━━ Provided records ━━
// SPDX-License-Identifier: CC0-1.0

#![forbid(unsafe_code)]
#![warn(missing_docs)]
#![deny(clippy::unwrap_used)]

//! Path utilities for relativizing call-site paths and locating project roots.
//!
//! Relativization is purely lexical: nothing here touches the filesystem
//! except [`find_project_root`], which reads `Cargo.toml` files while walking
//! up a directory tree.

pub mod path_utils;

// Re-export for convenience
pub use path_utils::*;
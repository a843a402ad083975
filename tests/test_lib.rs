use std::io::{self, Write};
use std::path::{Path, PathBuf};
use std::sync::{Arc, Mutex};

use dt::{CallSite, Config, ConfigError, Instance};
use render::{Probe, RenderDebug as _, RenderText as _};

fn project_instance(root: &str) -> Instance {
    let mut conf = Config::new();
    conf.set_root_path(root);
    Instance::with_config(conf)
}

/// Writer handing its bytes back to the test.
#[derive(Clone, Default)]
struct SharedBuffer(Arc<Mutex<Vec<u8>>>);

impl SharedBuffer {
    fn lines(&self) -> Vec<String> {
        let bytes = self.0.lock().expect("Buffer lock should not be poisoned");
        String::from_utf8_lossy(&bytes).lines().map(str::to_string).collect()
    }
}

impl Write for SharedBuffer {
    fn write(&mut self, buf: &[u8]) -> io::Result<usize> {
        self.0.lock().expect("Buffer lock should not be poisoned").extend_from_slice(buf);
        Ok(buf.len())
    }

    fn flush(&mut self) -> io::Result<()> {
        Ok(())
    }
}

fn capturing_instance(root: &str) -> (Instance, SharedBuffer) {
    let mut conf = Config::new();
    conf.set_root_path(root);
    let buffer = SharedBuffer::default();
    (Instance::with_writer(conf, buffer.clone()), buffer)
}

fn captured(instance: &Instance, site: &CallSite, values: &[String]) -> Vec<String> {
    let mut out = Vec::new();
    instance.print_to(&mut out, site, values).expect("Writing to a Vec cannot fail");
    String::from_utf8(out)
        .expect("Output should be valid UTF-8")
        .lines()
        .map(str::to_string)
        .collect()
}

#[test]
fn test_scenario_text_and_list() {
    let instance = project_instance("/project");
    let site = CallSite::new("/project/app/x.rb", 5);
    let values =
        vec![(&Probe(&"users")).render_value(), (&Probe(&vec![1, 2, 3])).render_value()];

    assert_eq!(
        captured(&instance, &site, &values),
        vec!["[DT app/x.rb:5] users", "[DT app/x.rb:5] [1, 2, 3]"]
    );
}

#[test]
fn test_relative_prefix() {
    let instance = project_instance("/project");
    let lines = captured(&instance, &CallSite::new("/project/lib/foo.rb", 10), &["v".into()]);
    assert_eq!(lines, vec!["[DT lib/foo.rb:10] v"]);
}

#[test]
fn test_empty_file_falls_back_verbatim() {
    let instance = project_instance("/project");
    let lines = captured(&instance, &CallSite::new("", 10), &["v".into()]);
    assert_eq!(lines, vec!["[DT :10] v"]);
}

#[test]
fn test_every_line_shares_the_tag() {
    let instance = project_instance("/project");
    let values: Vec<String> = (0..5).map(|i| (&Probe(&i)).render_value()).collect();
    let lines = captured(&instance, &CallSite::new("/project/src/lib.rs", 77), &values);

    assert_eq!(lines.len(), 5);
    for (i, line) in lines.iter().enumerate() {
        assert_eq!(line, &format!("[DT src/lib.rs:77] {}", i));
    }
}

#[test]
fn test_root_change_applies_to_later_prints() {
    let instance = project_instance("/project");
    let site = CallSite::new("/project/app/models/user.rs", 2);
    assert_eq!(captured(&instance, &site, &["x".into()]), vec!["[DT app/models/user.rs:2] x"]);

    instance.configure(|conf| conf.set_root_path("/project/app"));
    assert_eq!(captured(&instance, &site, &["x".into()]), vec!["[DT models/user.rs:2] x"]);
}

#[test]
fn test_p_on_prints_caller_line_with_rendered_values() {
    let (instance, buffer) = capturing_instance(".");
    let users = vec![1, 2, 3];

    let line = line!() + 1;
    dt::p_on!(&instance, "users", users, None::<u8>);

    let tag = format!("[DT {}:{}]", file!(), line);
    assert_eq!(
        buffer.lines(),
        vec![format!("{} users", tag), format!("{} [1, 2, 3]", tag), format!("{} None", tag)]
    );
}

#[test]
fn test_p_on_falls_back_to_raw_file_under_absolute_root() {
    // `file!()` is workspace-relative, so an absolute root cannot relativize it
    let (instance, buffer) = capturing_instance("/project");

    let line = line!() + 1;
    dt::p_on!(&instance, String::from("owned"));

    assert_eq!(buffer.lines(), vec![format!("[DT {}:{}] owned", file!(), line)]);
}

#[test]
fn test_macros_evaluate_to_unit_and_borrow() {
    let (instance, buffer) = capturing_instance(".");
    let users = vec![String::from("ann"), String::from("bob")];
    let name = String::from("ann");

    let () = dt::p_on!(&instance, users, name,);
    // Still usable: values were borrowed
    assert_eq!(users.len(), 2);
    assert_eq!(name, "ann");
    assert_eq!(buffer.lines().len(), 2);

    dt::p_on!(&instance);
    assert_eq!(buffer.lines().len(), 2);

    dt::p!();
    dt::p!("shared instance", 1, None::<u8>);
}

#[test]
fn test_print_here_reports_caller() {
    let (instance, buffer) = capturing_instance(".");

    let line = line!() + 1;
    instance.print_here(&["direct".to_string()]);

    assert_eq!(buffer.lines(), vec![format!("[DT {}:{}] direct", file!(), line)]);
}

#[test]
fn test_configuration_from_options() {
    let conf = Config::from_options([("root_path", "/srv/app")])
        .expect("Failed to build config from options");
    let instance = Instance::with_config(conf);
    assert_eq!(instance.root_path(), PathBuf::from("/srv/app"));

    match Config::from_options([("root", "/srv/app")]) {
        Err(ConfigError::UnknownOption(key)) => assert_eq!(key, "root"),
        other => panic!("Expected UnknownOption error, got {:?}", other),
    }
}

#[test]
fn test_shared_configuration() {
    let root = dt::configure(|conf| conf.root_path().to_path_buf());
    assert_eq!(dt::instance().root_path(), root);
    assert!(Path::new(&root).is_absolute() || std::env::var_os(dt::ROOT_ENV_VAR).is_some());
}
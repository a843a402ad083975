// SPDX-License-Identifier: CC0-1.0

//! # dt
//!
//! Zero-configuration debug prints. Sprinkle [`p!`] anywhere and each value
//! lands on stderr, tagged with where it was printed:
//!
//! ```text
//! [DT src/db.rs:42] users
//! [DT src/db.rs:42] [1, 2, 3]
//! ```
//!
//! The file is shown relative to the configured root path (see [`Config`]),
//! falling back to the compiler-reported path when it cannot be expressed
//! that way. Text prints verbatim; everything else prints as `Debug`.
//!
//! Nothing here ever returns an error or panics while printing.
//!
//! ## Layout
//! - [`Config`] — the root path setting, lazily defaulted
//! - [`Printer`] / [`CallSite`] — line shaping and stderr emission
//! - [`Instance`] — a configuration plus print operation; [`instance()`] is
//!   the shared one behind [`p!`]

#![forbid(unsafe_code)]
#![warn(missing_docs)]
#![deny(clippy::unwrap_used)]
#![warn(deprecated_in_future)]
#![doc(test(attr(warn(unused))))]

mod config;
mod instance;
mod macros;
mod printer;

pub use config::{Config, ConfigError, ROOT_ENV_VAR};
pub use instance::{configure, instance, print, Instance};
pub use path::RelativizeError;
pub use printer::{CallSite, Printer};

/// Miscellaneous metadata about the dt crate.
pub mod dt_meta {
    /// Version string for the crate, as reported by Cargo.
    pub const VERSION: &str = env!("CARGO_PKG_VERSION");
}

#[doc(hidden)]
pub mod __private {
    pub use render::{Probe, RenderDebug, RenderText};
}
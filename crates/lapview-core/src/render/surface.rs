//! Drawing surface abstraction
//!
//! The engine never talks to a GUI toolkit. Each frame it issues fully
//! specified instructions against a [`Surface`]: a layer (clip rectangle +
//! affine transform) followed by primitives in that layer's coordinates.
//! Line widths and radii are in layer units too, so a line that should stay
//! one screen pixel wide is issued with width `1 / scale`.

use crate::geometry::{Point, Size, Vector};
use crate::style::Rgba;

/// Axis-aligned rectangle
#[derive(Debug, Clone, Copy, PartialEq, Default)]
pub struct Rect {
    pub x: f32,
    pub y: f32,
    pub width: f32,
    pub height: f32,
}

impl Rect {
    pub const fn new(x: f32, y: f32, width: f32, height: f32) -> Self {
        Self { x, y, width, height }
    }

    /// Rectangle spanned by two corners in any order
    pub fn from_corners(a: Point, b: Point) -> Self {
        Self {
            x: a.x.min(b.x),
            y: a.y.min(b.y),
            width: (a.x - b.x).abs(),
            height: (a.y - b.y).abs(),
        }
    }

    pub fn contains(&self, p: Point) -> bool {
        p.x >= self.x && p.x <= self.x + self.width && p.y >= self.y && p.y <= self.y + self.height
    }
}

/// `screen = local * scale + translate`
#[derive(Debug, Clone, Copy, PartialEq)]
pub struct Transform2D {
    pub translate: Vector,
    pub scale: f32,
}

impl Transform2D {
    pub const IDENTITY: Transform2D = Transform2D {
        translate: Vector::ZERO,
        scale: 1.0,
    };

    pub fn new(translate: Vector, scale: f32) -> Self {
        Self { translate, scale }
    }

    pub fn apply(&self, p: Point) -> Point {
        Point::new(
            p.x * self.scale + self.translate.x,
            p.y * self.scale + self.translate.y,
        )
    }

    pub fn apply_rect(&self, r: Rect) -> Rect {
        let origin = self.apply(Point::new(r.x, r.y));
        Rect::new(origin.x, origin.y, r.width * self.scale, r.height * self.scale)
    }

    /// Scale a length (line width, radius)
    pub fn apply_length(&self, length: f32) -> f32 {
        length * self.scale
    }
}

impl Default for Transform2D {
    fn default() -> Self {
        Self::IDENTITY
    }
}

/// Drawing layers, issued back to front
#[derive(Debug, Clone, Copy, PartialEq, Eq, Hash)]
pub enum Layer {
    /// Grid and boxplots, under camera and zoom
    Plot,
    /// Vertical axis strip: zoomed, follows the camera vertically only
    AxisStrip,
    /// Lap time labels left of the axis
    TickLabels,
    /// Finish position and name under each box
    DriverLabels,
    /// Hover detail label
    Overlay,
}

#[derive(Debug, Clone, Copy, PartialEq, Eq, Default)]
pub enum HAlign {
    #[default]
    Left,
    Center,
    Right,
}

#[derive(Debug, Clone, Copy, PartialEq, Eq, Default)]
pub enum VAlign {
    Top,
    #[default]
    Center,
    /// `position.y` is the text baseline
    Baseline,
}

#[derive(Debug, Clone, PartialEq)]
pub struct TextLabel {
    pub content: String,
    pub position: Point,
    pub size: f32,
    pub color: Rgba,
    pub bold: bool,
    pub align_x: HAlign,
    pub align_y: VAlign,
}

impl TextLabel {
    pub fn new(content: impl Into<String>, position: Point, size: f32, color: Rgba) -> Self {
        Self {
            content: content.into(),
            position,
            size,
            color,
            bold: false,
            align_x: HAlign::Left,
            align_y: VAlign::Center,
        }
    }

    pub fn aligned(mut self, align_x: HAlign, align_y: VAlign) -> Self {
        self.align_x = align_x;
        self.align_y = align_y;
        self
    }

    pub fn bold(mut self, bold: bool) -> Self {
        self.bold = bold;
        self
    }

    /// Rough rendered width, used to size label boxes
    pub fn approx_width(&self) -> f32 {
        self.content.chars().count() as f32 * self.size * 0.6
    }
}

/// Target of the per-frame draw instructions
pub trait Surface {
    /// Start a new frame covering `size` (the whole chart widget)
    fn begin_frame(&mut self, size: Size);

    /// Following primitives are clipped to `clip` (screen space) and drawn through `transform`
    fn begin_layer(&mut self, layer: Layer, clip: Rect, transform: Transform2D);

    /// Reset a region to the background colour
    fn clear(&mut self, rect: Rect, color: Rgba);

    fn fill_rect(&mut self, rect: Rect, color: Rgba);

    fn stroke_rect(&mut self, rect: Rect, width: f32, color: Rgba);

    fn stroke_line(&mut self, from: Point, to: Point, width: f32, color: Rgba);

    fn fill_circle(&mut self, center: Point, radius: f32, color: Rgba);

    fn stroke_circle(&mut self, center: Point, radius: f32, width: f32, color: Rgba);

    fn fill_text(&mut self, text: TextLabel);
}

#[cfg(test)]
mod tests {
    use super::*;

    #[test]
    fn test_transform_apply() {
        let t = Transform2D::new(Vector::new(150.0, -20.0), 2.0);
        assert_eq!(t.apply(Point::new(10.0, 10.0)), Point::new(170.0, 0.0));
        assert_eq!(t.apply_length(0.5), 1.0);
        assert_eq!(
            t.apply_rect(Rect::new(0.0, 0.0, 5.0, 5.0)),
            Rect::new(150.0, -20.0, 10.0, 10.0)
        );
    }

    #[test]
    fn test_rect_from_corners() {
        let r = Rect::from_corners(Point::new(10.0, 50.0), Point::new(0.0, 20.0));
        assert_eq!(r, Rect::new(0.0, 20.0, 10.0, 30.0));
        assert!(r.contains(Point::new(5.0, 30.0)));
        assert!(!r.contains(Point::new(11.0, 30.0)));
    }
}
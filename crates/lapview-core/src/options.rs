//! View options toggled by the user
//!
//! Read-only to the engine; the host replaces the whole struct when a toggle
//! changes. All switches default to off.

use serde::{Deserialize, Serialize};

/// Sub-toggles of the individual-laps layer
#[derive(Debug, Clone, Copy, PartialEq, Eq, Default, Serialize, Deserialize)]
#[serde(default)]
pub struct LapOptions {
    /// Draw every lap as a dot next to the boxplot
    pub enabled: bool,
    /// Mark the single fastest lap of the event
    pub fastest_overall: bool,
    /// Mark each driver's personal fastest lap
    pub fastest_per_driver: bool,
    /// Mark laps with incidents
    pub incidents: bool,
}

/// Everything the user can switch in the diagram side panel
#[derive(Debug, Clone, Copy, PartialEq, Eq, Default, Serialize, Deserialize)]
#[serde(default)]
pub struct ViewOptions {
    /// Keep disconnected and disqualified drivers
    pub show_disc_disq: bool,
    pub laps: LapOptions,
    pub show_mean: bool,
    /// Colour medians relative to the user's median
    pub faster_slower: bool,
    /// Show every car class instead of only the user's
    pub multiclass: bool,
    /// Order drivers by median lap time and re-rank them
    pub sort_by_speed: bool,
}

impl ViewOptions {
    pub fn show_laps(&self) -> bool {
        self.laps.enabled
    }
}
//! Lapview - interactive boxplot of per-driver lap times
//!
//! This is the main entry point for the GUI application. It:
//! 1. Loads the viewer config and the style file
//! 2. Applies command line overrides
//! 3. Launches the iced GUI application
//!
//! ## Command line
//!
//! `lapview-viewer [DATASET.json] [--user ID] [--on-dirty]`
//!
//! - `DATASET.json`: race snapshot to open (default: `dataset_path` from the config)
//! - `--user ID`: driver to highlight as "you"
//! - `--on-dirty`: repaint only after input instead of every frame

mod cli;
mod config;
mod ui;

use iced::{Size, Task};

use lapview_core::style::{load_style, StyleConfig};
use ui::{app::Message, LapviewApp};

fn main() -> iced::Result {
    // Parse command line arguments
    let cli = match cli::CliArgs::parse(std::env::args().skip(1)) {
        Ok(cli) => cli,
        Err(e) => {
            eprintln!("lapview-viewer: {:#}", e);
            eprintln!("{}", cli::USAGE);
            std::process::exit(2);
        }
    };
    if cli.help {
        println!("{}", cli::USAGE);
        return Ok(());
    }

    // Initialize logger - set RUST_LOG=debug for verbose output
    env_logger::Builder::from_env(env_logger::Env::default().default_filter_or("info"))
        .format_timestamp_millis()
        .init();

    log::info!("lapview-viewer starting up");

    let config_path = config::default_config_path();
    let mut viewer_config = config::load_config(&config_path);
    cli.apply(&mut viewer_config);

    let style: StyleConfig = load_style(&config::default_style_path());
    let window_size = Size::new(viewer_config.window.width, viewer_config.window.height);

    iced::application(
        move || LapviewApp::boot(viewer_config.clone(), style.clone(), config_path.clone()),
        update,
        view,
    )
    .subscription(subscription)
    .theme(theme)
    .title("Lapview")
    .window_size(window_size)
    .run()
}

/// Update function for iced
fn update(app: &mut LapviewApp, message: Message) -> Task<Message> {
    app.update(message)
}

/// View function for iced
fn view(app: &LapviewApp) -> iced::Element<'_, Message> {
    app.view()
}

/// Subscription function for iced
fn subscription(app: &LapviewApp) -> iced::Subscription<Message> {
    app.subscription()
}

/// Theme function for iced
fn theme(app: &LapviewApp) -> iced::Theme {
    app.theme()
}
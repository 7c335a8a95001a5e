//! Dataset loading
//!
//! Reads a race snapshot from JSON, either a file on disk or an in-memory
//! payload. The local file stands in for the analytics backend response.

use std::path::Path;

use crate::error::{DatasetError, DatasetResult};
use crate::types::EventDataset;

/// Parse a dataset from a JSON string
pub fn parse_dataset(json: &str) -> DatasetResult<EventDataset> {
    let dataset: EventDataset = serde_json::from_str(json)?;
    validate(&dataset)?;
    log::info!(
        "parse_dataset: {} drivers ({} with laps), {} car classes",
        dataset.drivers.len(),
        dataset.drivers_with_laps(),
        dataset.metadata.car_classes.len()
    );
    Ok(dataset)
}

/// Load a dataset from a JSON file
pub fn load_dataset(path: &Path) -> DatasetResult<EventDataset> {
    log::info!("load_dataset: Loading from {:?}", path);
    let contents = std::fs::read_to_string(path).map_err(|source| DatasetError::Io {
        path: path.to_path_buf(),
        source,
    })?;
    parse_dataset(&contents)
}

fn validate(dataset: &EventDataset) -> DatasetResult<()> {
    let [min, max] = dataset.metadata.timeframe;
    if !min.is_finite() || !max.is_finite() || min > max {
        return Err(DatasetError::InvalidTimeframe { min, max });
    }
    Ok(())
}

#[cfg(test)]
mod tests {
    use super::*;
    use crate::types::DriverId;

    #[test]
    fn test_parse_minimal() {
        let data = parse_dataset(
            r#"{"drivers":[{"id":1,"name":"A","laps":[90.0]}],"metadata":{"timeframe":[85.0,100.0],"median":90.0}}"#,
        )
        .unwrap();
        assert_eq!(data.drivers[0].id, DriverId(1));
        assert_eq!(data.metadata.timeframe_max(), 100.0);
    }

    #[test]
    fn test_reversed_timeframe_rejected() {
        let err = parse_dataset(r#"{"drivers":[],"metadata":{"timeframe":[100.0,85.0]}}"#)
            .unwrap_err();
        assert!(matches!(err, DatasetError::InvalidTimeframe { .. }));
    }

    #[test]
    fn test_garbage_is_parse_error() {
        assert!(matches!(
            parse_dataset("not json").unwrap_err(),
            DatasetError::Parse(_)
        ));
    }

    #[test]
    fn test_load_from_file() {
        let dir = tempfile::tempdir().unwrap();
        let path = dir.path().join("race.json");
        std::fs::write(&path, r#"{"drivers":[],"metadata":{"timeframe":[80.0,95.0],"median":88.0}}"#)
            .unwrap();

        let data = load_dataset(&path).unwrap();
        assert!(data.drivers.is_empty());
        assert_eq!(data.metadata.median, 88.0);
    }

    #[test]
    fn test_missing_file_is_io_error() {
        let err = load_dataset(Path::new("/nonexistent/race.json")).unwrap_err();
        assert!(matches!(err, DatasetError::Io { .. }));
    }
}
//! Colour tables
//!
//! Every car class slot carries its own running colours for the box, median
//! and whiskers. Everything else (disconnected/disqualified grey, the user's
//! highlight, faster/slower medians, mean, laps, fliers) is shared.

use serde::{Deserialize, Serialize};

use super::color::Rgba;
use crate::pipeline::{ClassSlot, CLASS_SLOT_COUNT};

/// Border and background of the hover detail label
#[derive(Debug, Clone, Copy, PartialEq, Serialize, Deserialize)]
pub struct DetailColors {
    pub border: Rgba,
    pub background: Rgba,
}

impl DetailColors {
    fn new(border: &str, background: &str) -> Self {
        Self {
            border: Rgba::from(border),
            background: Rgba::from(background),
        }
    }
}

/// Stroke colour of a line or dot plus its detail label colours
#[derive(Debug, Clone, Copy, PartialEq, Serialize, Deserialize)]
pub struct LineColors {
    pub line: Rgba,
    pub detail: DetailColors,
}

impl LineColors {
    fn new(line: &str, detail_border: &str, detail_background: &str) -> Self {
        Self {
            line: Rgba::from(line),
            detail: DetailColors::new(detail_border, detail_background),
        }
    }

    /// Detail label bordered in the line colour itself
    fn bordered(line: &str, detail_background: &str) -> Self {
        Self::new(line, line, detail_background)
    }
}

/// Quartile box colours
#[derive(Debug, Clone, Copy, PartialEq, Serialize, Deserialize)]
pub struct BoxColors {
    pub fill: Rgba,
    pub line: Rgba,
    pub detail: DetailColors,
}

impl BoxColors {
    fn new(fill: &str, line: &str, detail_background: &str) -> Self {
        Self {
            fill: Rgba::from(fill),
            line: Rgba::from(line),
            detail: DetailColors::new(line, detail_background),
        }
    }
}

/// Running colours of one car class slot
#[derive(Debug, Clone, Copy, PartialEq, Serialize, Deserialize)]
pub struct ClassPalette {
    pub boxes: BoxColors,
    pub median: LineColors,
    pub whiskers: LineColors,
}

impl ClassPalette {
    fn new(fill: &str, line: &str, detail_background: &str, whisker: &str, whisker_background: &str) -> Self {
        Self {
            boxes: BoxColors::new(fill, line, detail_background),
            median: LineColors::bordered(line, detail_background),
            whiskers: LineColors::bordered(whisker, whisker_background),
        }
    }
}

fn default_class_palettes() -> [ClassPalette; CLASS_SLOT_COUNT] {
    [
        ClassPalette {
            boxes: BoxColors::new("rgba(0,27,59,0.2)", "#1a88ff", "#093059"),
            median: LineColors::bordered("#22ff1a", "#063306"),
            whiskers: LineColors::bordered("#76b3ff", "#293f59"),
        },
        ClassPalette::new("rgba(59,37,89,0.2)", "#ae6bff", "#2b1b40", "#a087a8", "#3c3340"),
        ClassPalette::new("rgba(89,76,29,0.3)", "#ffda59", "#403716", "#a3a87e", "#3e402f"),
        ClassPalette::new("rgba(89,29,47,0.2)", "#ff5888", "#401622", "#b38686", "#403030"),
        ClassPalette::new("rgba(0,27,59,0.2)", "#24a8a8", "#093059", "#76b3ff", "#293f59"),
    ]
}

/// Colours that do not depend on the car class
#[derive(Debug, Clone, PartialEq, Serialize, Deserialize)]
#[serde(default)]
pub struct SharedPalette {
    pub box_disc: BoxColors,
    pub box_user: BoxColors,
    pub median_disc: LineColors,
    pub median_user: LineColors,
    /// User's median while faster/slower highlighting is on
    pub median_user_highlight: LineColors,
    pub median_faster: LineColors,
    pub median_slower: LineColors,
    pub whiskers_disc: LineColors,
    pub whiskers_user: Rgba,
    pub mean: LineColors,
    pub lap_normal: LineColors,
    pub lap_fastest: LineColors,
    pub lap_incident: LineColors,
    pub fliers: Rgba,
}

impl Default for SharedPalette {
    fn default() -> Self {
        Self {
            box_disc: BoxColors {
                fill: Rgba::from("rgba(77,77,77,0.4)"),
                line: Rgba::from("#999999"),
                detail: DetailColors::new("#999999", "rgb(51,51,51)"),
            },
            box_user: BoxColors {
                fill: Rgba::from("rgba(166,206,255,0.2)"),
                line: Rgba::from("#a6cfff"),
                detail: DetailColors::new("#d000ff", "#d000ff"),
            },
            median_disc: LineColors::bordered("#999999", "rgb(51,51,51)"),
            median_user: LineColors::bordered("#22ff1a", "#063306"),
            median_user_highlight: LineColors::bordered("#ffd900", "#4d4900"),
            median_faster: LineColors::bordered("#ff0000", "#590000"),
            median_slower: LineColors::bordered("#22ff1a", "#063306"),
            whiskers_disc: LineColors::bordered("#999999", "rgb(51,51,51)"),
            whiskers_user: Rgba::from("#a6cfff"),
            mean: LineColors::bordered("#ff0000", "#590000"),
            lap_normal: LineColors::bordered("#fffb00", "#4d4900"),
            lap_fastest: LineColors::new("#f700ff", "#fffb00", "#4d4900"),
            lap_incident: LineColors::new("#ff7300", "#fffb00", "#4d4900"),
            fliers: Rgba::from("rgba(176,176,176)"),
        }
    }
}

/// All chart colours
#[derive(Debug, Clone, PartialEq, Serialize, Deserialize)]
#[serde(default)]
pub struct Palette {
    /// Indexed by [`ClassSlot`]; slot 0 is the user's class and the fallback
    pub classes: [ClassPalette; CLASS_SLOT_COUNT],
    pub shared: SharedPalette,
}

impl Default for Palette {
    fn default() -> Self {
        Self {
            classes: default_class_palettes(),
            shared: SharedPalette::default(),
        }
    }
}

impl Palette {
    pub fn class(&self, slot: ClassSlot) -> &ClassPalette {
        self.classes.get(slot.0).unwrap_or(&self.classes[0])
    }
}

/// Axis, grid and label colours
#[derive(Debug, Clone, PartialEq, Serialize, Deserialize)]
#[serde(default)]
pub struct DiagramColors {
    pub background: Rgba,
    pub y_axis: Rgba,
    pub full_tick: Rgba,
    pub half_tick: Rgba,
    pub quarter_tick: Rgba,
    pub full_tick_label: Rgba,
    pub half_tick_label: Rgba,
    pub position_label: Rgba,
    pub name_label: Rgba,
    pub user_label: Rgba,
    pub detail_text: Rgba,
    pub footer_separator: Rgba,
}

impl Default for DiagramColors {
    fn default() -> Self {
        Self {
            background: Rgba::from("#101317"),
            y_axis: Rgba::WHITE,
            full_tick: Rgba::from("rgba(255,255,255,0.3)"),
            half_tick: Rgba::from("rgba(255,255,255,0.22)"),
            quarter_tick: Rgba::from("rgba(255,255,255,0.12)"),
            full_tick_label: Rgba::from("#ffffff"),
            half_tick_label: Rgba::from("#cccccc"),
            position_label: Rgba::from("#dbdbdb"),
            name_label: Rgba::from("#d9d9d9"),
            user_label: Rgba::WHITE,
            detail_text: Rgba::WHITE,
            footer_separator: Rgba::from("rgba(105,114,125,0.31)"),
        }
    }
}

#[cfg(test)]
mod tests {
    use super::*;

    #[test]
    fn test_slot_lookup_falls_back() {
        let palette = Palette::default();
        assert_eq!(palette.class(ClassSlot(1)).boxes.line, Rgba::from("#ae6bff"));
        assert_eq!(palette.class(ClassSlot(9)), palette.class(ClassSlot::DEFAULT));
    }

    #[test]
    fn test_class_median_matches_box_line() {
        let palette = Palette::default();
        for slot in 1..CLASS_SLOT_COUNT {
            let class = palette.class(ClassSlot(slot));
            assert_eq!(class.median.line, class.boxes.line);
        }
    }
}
━━━
◆ Exercise objective: What you give back should be exactly the lines of the data above from the line with "let instance = Instance::with_config(conf);" through the line with "assert_eq!(dt::instance().root_path(), root);", both of those included, and nothing more.

◆ Answer for the task:
    let instance = Instance::with_config(conf);
    assert_eq!(instance.root_path(), PathBuf::from("/srv/app"));

    match Config::from_options([("root", "/srv/app")]) {
        Err(ConfigError::UnknownOption(key)) => assert_eq!(key, "root"),
        other => panic!("Expected UnknownOption error, got {:?}", other),
    }
}

#[test]
fn test_shared_configuration() {
    let root = dt::configure(|conf| conf.root_path().to_path_buf());
    assert_eq!(dt::instance().root_path(), root);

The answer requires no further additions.